DATA EXCERPTS:
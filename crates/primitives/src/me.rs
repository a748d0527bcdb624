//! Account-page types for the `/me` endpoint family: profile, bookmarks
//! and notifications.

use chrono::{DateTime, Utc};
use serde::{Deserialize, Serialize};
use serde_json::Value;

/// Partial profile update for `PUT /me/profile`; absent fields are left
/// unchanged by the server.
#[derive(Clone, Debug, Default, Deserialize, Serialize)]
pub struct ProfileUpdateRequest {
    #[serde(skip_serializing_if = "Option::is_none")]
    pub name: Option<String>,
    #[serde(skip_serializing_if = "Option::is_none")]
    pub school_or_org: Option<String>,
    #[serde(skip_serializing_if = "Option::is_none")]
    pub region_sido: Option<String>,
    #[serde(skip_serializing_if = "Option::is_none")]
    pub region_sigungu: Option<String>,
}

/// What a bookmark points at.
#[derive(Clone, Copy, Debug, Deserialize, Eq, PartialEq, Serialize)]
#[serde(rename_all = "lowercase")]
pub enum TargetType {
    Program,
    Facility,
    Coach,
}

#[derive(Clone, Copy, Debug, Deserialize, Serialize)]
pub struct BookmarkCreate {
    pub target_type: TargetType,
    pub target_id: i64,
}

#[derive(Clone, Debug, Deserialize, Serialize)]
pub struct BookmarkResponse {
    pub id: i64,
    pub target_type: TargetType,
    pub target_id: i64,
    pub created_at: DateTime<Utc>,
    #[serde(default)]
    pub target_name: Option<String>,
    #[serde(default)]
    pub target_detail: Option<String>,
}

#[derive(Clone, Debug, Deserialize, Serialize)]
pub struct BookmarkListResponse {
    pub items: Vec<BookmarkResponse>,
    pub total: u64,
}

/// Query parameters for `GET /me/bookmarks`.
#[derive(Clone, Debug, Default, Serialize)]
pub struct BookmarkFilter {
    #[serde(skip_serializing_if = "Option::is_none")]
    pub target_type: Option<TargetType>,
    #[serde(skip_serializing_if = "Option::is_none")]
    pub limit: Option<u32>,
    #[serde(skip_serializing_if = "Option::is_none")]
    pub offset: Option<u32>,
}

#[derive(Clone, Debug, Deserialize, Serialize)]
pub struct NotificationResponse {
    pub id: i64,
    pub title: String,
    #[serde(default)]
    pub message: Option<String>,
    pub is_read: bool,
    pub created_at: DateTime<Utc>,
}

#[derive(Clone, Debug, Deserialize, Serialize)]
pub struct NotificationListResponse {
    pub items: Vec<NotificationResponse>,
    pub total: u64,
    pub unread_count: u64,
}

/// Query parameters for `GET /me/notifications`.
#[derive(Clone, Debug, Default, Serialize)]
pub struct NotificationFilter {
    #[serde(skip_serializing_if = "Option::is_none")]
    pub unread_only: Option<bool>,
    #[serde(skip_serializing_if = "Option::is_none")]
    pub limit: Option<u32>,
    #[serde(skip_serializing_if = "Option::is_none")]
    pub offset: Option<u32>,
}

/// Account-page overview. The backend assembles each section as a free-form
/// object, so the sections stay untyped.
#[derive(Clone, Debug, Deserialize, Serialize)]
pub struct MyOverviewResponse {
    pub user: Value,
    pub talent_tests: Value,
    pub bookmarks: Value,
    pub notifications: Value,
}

...

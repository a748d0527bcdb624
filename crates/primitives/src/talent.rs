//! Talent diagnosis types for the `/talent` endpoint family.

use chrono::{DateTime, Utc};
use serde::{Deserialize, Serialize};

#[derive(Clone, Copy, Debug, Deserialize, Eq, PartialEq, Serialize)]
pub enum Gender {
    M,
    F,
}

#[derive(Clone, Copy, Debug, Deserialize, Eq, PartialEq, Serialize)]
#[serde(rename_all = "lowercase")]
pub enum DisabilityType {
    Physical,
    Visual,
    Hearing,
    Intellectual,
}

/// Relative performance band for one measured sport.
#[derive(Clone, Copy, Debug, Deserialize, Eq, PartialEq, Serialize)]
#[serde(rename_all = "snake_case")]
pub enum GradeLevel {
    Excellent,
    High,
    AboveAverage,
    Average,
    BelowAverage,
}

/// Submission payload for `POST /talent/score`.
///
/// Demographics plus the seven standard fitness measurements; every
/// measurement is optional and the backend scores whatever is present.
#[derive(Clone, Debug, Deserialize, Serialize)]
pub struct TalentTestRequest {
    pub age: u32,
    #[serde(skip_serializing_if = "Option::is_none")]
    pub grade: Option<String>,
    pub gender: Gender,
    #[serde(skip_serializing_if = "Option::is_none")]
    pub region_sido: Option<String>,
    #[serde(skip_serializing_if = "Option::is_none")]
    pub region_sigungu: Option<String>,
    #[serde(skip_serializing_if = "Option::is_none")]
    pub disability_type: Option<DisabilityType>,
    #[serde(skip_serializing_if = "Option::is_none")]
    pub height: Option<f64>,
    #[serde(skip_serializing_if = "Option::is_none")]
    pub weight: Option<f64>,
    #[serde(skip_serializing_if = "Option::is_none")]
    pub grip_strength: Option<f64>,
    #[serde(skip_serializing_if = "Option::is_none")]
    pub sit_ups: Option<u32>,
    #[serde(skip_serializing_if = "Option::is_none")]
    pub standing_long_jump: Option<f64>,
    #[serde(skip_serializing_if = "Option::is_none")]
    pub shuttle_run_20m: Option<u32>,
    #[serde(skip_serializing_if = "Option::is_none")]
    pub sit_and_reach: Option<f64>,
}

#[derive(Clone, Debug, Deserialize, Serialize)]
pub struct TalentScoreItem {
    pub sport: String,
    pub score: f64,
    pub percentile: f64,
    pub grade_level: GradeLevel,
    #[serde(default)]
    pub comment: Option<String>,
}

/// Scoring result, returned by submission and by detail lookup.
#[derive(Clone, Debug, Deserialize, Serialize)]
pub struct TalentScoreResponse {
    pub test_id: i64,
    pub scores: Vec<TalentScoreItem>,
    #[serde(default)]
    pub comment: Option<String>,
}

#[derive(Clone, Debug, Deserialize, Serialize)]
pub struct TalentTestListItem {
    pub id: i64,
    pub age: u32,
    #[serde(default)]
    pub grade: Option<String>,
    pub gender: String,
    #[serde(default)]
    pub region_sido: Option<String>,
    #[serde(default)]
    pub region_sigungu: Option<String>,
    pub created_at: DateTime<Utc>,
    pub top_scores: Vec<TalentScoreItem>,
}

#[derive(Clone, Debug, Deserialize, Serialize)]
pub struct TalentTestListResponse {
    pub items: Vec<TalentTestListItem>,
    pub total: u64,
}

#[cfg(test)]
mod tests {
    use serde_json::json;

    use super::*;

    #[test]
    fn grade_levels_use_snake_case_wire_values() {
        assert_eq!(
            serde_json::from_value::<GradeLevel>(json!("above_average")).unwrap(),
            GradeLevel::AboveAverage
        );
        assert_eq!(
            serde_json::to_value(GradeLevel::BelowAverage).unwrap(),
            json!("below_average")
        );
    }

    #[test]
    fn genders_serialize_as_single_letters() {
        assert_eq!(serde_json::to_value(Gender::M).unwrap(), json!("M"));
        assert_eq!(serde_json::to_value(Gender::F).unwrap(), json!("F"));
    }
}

EXERCISE DESCRIPTION: Produce only the lines from the line containing "filename crates/primitives/src/me.rs" through the line containing "fields are left", inclusive of both, exactly as they stand in the entries above.

EXERCISE ANSWER:
filename crates/primitives/src/me.rs
repository a748d0527bcdb624
//! Account-page types for the `/me` endpoint family: profile, bookmarks
//! and notifications.

use chrono::{DateTime, Utc};
use serde::{Deserialize, Serialize};
use serde_json::Value;

/// Partial profile update for `PUT /me/profile`; absent fields are left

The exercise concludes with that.